*** PROVIDED MATERIAL Section Begins ***

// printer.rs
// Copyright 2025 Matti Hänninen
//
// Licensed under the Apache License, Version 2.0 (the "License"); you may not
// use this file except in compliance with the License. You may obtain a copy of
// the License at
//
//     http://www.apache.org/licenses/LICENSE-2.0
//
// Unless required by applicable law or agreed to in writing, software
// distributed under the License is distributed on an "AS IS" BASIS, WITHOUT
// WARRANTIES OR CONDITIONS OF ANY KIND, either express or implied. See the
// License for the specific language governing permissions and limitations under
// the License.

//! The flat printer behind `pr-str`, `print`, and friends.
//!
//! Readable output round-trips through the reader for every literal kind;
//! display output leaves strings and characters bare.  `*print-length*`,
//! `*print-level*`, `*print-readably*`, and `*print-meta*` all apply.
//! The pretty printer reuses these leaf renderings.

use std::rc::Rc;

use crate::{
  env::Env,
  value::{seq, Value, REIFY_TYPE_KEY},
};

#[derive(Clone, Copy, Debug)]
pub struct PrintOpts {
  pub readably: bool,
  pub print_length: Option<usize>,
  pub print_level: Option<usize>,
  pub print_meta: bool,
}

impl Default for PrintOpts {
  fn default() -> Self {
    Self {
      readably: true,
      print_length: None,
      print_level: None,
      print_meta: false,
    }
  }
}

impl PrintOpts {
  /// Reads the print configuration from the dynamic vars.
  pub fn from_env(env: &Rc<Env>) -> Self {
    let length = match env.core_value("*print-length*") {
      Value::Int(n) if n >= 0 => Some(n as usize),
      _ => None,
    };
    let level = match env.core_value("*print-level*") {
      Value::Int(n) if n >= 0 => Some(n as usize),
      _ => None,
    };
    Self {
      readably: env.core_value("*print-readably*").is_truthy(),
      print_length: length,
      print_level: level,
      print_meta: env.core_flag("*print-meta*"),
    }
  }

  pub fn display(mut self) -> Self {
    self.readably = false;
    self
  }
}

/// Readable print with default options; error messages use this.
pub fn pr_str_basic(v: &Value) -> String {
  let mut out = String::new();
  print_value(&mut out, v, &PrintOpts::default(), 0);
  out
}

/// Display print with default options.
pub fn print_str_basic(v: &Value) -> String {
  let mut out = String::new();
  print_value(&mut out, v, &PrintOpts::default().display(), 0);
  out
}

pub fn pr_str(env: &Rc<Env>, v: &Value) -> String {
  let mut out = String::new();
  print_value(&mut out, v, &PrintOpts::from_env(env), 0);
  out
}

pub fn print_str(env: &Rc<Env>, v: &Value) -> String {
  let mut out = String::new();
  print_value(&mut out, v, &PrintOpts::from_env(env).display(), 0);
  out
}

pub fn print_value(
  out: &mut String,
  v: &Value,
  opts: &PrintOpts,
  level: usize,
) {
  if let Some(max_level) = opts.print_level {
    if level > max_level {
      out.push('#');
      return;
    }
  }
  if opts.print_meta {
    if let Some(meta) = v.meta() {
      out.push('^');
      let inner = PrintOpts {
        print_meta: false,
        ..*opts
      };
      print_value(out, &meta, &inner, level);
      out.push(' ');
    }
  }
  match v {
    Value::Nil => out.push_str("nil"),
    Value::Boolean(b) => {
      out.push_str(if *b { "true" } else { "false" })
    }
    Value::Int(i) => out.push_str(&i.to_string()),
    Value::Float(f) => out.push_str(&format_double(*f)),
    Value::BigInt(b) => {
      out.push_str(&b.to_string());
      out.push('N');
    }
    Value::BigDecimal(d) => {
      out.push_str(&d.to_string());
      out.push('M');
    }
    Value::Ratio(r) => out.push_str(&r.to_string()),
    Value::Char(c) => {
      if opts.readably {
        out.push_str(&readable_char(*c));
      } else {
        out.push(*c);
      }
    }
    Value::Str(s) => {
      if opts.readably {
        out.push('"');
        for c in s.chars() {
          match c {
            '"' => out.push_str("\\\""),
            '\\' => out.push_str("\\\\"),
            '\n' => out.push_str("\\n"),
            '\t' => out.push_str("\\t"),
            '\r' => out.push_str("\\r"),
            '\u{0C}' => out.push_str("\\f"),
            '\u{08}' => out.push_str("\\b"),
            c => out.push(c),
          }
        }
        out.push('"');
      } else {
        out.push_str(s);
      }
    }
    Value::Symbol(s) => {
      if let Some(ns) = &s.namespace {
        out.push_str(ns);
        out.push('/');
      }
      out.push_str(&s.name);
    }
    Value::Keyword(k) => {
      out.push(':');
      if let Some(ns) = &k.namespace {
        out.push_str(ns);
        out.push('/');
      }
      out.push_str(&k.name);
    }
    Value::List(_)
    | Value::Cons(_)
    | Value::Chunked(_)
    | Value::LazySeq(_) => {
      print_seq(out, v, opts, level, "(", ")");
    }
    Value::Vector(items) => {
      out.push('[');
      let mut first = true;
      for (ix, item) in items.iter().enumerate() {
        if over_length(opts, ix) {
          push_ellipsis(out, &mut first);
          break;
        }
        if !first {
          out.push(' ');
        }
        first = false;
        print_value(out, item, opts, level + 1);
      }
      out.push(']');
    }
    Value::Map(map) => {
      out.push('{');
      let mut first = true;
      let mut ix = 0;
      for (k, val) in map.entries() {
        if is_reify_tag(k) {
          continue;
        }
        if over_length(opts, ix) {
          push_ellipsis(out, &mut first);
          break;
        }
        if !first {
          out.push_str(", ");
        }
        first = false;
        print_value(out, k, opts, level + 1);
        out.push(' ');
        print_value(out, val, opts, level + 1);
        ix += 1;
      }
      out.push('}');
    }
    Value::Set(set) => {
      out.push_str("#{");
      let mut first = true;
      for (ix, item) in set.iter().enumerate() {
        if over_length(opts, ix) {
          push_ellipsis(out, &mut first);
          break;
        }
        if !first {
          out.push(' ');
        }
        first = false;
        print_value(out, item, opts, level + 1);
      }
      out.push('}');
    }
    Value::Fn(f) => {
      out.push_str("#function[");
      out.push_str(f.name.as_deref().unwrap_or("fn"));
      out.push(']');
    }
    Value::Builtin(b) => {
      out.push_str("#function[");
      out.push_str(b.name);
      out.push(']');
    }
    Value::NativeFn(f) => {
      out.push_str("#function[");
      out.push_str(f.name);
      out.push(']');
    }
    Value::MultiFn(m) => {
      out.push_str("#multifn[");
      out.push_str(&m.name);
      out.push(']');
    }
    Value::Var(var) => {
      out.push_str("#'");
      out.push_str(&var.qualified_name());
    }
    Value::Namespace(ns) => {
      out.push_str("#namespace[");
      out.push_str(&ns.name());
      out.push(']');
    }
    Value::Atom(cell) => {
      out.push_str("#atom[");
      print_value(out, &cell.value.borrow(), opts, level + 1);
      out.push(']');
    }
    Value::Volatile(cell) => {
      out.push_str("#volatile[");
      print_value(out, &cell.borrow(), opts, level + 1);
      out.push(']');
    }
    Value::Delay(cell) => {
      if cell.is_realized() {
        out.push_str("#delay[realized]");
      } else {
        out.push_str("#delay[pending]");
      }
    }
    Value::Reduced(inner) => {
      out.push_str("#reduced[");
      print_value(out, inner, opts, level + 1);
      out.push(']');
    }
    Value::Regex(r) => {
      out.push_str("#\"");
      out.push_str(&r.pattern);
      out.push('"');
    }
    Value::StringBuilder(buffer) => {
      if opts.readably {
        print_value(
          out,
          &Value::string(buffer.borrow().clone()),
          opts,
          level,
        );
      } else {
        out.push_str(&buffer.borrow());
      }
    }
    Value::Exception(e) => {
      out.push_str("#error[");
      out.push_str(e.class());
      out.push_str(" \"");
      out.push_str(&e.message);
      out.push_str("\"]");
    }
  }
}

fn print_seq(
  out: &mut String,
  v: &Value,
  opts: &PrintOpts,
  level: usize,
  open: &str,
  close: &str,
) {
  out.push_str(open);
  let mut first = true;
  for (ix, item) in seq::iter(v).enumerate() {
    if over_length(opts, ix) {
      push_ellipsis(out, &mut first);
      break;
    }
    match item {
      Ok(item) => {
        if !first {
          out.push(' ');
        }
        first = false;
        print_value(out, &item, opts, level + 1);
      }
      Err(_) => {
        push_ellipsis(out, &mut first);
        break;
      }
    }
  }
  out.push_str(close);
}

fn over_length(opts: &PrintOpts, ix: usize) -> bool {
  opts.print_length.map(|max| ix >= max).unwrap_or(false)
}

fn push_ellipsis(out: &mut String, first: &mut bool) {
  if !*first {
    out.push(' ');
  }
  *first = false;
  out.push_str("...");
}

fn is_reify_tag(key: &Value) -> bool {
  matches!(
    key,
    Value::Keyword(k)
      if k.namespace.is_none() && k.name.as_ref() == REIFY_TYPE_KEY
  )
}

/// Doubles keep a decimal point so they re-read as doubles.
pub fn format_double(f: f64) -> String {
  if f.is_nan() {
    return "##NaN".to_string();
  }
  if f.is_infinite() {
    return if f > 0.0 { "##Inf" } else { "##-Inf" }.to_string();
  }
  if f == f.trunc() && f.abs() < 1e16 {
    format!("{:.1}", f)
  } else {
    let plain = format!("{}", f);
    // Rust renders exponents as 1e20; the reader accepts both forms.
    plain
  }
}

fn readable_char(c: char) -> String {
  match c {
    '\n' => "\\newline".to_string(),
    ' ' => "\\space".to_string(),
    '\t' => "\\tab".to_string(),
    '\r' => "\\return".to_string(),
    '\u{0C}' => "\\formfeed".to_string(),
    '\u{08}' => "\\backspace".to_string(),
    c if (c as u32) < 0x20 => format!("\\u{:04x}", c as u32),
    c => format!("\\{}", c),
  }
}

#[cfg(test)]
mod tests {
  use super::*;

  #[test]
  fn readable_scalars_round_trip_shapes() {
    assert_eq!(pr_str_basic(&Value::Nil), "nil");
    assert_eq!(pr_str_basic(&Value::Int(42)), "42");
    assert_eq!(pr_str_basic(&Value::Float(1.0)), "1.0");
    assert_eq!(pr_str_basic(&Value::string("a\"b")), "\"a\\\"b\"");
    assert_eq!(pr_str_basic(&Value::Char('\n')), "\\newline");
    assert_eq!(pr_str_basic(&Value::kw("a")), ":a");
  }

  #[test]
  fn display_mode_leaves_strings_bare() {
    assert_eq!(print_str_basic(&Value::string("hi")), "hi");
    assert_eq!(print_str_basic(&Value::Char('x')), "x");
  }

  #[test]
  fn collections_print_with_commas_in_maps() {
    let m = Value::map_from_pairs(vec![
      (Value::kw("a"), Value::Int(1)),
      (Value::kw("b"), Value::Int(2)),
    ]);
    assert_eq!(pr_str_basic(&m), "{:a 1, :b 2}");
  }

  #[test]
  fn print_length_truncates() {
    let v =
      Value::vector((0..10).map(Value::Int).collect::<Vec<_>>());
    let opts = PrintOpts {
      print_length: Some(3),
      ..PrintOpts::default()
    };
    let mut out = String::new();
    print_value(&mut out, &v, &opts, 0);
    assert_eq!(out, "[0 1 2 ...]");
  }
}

*** PROVIDED MATERIAL Section Ends ***
*** PROVIDED MATERIAL Section Begins ***

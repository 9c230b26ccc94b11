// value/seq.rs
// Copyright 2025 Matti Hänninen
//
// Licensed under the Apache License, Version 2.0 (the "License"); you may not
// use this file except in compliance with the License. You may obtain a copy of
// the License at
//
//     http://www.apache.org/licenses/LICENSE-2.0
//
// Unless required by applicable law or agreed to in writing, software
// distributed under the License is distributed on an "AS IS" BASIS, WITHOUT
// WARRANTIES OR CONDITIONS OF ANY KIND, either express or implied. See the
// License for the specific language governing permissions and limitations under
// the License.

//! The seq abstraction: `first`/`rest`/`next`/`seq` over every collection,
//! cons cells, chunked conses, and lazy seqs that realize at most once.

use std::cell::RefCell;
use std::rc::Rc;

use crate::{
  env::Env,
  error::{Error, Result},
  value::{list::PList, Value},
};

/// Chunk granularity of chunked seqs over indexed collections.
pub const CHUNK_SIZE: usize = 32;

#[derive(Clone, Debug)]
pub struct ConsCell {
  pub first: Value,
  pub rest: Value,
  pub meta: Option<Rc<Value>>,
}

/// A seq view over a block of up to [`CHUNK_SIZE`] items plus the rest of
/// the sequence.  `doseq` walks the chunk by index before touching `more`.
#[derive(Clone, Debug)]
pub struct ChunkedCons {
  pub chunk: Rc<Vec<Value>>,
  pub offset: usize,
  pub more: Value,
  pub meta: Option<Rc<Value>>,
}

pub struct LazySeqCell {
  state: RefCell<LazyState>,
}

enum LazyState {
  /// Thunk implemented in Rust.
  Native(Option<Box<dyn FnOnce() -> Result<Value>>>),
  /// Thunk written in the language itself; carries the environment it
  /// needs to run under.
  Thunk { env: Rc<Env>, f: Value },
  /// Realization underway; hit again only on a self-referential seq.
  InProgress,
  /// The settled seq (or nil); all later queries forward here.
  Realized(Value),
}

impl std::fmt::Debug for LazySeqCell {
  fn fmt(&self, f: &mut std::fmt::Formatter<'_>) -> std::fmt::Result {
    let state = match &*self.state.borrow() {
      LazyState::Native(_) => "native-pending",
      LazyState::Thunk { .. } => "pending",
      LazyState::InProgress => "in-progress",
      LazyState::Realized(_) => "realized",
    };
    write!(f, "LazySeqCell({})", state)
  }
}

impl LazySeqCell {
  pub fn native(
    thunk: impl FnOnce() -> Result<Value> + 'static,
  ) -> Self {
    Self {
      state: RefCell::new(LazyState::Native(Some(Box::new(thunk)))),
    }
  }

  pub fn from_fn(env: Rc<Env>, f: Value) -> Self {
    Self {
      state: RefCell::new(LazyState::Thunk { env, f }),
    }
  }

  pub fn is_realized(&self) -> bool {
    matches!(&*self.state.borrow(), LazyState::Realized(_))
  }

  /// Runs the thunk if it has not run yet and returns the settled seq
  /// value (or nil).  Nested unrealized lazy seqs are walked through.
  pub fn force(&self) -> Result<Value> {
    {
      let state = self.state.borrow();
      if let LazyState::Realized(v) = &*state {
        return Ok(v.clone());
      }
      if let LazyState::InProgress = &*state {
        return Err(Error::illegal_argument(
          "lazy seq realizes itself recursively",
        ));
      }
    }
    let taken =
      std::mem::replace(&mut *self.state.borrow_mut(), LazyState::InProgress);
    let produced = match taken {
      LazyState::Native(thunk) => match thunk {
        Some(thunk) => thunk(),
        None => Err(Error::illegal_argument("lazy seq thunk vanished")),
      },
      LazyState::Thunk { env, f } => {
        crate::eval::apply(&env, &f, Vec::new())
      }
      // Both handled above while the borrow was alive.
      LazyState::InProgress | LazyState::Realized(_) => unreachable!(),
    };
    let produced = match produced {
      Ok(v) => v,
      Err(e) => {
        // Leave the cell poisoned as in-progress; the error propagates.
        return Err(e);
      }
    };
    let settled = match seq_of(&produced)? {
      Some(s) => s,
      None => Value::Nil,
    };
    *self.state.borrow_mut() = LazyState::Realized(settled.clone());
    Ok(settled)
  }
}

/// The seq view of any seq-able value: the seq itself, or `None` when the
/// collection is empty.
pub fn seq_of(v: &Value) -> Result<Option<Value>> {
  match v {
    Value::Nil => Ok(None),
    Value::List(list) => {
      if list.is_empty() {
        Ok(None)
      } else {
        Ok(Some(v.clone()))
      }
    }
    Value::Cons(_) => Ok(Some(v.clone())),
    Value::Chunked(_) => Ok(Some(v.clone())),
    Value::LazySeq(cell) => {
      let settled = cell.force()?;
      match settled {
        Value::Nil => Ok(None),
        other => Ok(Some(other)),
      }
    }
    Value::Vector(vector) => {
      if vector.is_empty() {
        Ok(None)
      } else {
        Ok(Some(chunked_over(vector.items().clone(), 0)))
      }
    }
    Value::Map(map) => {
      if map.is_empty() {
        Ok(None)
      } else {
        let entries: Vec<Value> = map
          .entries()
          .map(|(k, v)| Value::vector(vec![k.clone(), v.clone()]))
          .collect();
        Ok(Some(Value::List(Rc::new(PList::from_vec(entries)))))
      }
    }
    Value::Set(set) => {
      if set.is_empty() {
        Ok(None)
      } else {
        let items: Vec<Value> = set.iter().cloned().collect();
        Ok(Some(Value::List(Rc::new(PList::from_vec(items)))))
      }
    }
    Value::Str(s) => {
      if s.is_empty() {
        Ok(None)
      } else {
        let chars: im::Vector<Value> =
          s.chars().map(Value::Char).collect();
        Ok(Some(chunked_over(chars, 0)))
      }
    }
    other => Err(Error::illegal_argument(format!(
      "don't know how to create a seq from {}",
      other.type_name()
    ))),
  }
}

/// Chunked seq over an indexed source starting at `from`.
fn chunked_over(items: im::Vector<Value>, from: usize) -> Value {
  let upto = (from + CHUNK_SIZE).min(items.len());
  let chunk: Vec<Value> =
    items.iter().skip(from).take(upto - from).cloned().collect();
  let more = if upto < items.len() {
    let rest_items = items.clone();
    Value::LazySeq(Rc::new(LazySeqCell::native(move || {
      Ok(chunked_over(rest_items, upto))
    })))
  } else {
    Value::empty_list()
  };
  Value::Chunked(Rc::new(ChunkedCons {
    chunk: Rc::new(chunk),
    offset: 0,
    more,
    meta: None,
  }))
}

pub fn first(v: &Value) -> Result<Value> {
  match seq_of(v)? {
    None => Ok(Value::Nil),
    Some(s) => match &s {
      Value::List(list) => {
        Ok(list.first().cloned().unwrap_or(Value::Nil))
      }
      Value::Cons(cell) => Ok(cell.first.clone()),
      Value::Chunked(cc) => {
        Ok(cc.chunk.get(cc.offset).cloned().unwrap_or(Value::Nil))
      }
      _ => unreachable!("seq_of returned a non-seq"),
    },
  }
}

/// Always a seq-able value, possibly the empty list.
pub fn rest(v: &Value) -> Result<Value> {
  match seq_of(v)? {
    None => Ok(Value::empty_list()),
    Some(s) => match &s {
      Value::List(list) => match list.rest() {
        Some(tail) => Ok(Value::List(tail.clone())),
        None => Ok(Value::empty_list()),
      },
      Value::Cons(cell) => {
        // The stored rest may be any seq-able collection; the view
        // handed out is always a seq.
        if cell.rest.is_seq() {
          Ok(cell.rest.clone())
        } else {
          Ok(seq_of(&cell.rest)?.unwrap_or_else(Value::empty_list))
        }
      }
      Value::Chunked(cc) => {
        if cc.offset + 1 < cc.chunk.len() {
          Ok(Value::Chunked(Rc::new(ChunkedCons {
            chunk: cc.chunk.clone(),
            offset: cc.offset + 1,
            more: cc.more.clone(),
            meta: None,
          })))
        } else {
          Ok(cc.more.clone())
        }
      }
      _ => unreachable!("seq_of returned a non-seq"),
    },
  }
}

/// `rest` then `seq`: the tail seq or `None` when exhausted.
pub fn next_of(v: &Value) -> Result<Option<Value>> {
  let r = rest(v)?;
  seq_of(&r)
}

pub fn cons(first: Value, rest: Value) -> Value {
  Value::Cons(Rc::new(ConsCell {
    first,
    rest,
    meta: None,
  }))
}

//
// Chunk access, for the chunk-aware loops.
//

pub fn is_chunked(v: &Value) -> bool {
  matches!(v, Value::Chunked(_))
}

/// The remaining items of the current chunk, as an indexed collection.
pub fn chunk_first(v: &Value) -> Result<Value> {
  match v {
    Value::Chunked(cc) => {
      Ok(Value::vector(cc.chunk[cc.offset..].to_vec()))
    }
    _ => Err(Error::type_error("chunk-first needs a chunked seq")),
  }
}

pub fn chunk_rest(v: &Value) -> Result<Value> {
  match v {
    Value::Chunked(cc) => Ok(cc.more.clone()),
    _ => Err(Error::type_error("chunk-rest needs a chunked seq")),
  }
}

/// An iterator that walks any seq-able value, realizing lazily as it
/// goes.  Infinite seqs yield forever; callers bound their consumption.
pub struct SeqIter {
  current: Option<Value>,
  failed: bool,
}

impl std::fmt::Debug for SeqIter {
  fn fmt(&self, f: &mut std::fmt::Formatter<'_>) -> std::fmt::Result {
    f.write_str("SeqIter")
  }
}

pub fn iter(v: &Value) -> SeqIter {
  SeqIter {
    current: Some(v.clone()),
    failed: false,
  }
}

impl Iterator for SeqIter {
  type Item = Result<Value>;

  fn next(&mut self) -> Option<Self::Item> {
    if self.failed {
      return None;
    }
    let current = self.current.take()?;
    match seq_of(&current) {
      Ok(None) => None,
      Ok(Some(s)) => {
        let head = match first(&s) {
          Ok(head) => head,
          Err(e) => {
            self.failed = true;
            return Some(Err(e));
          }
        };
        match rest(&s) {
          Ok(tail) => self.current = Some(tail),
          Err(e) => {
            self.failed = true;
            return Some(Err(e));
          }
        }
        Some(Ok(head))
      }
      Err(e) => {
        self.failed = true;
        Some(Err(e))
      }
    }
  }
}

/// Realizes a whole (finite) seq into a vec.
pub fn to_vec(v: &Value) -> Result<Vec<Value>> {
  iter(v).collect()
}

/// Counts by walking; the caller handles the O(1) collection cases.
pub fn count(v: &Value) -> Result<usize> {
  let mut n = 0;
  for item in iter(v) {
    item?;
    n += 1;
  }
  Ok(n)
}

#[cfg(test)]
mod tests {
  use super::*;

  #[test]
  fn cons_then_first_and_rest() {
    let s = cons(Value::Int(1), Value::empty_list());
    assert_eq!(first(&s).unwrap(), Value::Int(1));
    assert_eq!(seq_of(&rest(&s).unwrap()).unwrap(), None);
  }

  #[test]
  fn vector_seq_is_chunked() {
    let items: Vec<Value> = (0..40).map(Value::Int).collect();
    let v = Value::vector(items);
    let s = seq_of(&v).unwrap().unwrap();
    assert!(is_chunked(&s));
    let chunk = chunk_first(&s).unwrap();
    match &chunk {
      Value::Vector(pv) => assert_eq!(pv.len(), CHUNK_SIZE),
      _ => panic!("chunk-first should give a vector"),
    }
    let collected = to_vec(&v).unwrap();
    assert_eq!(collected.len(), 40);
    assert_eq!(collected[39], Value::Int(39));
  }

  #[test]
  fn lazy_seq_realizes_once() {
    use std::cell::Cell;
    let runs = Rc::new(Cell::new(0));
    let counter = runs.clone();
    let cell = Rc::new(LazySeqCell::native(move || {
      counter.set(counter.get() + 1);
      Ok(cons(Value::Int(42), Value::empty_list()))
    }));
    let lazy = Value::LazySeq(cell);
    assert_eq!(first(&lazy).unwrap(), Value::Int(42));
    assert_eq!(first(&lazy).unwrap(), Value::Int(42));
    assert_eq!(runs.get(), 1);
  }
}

*** PROVIDED MATERIAL Section Ends ***

*PROMPT*:
Throughout the data above, report every line that contains the string "readably".

*WRITTEN SOLUTION*:
//! `*print-level*`, `*print-readably*`, and `*print-meta*` all apply.
  pub readably: bool,
      readably: true,
      readably: env.core_value("*print-readably*").is_truthy(),
    self.readably = false;
      if opts.readably {
      if opts.readably {
      if opts.readably {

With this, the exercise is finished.